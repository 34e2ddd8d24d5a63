//! Legacy transaction construction and RLP encoding

use keccak_hash::keccak;
use obx_common::types::{Address, Hash};
use rlp::RlpStream;
use serde::Serialize;

/// Unsigned legacy (pre-EIP-2718) transfer
#[derive(Debug, Clone)]
pub struct LegacyTransaction {
    pub nonce: u64,
    pub gas_price: u64,
    pub gas_limit: u64,
    pub to: Address,
    pub value: u128,
    pub data: Vec<u8>,
}

/// ECDSA signature in Ethereum transaction form
#[derive(Debug, Clone)]
pub struct TxSignature {
    pub v: u64,
    pub r: [u8; 32],
    pub s: [u8; 32],
}

/// Signed transaction ready for submission. `raw` is the RLP-encoded wire
/// form, `hash` the keccak over it (the identifier receipts are queried by).
#[derive(Debug, Clone, Serialize)]
pub struct SignedTransaction {
    pub hash: Hash,
    pub nonce: u64,
    pub to: Address,
    #[serde(serialize_with = "as_decimal_string")]
    pub value: u128,
    #[serde(serialize_with = "as_hex_string")]
    pub raw: Vec<u8>,
}

fn as_decimal_string<S: serde::Serializer>(value: &u128, s: S) -> Result<S::Ok, S::Error> {
    s.serialize_str(&value.to_string())
}

fn as_hex_string<S: serde::Serializer>(bytes: &[u8], s: S) -> Result<S::Ok, S::Error> {
    s.serialize_str(&format!("0x{}", hex::encode(bytes)))
}

impl LegacyTransaction {
    /// Digest signed for an EIP-155 replay-protected transaction: the keccak
    /// of the 9-item list with `(chain_id, 0, 0)` in the signature slots.
    pub fn signing_hash(&self, chain_id: u64) -> Hash {
        let mut stream = RlpStream::new();
        stream.begin_list(9);
        self.append_fields(&mut stream);
        stream.append(&chain_id);
        stream.append(&0u8);
        stream.append(&0u8);

        Hash(keccak(stream.out()).0)
    }

    /// Wire encoding of the signed transaction
    pub fn encode_signed(&self, signature: &TxSignature) -> Vec<u8> {
        let mut stream = RlpStream::new();
        stream.begin_list(9);
        self.append_fields(&mut stream);
        stream.append(&signature.v);
        stream.append(&trimmed_be(&signature.r));
        stream.append(&trimmed_be(&signature.s));

        stream.out().to_vec()
    }

    fn append_fields(&self, stream: &mut RlpStream) {
        stream.append(&self.nonce);
        stream.append(&self.gas_price);
        stream.append(&self.gas_limit);
        stream.append(&self.to.0.to_vec());
        stream.append(&trimmed_be(&self.value.to_be_bytes()));
        stream.append(&self.data);
    }
}

/// RLP represents integers as minimal big-endian byte strings; leading zeros
/// are invalid.
fn trimmed_be(bytes: &[u8]) -> Vec<u8> {
    let first = bytes.iter().position(|&b| b != 0).unwrap_or(bytes.len());
    bytes[first..].to_vec()
}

Directions for this task: Gather every line from the listing above in which "Error" appears, and copy those lines.

Answer section:
fn as_decimal_string<S: serde::Serializer>(value: &u128, s: S) -> Result<S::Ok, S::Error> {
fn as_hex_string<S: serde::Serializer>(bytes: &[u8], s: S) -> Result<S::Ok, S::Error> {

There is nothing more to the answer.